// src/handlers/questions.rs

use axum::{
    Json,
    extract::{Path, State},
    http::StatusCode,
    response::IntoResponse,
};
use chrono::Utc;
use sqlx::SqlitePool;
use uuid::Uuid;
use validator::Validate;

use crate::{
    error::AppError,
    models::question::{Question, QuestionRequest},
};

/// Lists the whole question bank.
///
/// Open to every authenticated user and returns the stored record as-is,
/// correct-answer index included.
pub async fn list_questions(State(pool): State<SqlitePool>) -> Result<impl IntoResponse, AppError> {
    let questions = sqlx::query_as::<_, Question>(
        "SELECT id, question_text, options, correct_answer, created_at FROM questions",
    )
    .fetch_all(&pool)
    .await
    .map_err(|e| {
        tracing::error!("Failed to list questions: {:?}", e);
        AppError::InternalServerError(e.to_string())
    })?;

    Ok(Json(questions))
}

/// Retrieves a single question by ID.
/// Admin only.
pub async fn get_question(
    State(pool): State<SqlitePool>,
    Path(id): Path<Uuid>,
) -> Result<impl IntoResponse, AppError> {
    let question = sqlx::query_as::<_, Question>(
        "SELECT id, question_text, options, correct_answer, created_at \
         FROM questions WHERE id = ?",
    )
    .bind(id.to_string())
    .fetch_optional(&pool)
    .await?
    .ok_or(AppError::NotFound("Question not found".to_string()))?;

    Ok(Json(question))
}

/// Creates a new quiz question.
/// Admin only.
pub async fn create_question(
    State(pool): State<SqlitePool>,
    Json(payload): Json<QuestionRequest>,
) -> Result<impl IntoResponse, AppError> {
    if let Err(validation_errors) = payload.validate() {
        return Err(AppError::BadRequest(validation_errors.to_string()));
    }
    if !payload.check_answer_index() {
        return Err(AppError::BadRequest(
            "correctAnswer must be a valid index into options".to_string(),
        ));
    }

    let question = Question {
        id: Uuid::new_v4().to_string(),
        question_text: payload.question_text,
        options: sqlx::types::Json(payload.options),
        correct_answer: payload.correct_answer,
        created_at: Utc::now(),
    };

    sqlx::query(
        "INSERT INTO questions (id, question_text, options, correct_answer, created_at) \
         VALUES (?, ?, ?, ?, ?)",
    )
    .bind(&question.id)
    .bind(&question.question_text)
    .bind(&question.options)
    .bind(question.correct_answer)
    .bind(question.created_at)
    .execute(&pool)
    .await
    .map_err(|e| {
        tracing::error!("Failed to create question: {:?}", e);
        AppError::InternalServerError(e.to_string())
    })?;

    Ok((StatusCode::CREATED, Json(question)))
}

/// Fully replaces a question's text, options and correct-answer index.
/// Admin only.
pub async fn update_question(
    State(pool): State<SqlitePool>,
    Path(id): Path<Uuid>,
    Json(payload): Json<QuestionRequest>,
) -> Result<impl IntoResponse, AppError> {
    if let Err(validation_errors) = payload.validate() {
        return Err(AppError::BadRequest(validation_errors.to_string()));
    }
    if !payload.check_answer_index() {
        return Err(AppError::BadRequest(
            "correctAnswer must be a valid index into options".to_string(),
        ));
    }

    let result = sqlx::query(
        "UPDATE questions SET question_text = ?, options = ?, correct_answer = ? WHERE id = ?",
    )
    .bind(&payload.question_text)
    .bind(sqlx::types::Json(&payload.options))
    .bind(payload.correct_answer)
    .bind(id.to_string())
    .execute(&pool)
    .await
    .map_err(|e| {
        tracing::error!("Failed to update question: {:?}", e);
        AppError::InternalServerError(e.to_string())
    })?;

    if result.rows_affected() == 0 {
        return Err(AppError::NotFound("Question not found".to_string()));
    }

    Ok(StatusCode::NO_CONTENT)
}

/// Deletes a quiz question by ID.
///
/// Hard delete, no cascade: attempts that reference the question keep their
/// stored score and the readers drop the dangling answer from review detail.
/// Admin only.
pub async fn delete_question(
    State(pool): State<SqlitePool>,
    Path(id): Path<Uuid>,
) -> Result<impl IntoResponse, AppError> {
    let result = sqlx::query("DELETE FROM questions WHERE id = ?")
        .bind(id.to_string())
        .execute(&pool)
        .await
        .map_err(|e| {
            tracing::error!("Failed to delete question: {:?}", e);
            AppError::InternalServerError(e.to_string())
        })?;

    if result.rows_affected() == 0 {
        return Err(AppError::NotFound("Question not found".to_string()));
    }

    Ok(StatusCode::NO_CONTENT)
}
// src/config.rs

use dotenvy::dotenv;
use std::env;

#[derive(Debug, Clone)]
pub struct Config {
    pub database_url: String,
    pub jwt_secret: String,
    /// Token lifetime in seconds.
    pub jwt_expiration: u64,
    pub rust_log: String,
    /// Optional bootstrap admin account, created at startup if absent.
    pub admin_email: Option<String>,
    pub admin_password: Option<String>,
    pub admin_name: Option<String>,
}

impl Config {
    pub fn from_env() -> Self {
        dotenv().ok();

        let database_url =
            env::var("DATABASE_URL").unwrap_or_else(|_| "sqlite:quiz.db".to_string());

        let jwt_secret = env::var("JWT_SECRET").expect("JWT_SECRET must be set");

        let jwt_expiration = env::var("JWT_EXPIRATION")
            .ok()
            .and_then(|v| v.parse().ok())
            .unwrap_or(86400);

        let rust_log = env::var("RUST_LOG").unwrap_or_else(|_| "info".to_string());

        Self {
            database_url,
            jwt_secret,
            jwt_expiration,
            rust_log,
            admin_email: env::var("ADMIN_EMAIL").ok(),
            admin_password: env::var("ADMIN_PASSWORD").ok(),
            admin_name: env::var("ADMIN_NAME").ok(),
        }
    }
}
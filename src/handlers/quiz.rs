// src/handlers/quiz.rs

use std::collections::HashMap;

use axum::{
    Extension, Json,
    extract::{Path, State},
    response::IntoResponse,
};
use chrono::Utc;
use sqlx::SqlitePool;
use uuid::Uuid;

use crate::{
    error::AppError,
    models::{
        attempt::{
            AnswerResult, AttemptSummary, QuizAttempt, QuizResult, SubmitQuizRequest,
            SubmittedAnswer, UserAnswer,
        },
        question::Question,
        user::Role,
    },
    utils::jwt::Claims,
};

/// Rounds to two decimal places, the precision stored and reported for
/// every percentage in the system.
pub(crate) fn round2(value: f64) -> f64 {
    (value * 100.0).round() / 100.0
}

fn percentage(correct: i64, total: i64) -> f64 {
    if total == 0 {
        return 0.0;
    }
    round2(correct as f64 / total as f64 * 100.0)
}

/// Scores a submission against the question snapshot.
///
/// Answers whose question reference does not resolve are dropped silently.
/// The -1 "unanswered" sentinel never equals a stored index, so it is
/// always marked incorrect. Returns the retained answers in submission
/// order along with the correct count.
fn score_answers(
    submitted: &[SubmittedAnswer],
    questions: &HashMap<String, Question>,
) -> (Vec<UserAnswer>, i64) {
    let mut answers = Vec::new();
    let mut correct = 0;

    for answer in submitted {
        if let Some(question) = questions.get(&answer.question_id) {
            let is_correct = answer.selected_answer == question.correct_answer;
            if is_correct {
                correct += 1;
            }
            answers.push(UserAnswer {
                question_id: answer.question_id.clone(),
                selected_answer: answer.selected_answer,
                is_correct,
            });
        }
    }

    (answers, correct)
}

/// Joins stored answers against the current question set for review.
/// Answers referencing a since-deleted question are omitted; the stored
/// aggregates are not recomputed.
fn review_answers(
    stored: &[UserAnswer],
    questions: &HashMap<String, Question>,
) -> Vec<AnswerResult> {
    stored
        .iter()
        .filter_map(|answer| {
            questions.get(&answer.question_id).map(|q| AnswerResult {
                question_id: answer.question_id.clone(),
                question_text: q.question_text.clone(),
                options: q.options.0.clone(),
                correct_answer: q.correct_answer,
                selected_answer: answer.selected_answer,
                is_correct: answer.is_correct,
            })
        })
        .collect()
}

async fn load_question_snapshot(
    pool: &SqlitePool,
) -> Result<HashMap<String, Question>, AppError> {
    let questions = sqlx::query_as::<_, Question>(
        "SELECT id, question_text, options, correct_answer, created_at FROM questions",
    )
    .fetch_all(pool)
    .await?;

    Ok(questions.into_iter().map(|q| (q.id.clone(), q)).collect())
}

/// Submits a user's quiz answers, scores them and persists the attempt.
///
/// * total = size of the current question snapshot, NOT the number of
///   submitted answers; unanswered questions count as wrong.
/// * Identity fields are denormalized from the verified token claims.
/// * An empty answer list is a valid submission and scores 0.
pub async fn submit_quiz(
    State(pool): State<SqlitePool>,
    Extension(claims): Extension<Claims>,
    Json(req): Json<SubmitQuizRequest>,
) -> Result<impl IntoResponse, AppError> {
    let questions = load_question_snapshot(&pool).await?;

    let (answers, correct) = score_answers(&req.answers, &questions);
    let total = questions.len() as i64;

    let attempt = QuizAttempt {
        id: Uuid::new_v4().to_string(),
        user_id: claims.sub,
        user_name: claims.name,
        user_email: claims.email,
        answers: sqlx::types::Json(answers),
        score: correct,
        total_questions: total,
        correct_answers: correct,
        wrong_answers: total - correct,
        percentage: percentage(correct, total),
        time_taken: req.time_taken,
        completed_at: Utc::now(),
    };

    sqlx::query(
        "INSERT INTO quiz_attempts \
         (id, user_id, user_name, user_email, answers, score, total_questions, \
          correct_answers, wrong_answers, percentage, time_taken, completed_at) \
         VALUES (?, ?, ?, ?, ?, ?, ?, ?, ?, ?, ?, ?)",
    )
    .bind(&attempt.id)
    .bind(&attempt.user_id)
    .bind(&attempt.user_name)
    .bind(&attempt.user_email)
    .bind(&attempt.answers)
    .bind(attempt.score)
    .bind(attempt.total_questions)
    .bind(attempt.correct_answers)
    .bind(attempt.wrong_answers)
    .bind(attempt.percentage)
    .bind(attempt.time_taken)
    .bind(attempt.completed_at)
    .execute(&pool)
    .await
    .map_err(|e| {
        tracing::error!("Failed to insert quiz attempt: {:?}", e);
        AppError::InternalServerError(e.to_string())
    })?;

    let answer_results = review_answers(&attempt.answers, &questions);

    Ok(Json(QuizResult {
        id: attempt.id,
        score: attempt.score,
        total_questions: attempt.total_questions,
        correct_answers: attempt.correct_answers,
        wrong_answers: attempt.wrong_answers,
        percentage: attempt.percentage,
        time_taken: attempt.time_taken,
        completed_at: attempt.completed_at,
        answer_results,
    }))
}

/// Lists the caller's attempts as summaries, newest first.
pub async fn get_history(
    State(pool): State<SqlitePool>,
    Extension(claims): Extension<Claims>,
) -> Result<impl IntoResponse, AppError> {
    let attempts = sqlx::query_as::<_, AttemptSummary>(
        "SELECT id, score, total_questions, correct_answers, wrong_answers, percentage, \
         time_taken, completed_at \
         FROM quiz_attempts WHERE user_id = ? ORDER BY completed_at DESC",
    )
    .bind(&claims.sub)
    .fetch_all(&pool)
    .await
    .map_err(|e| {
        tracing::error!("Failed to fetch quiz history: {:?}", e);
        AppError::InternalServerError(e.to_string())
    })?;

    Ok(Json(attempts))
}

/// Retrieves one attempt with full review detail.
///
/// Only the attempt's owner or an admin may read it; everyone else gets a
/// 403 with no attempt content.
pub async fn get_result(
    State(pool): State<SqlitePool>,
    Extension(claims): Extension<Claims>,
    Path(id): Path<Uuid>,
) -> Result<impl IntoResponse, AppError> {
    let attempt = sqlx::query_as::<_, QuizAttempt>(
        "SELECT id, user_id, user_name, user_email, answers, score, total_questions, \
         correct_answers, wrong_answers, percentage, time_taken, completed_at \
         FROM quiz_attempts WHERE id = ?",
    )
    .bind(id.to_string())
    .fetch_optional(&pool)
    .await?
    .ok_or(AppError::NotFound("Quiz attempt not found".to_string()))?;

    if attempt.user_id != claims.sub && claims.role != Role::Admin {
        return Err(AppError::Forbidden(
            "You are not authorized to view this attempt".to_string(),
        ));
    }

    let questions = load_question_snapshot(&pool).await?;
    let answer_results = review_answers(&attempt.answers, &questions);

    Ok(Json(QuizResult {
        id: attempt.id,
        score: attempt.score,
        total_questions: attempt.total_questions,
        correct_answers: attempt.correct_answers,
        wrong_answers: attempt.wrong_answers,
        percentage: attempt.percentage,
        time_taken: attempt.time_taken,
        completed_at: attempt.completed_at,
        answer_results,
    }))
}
....................
WHAT IS BEING ASKED ->
Copy the lines that hold the word "reference". Take them from the records above.

ANSWER TO THIS EXERCISE ->
/// Hard delete, no cascade: attempts that reference the question keep their
/// Answers whose question reference does not resolve are dropped silently.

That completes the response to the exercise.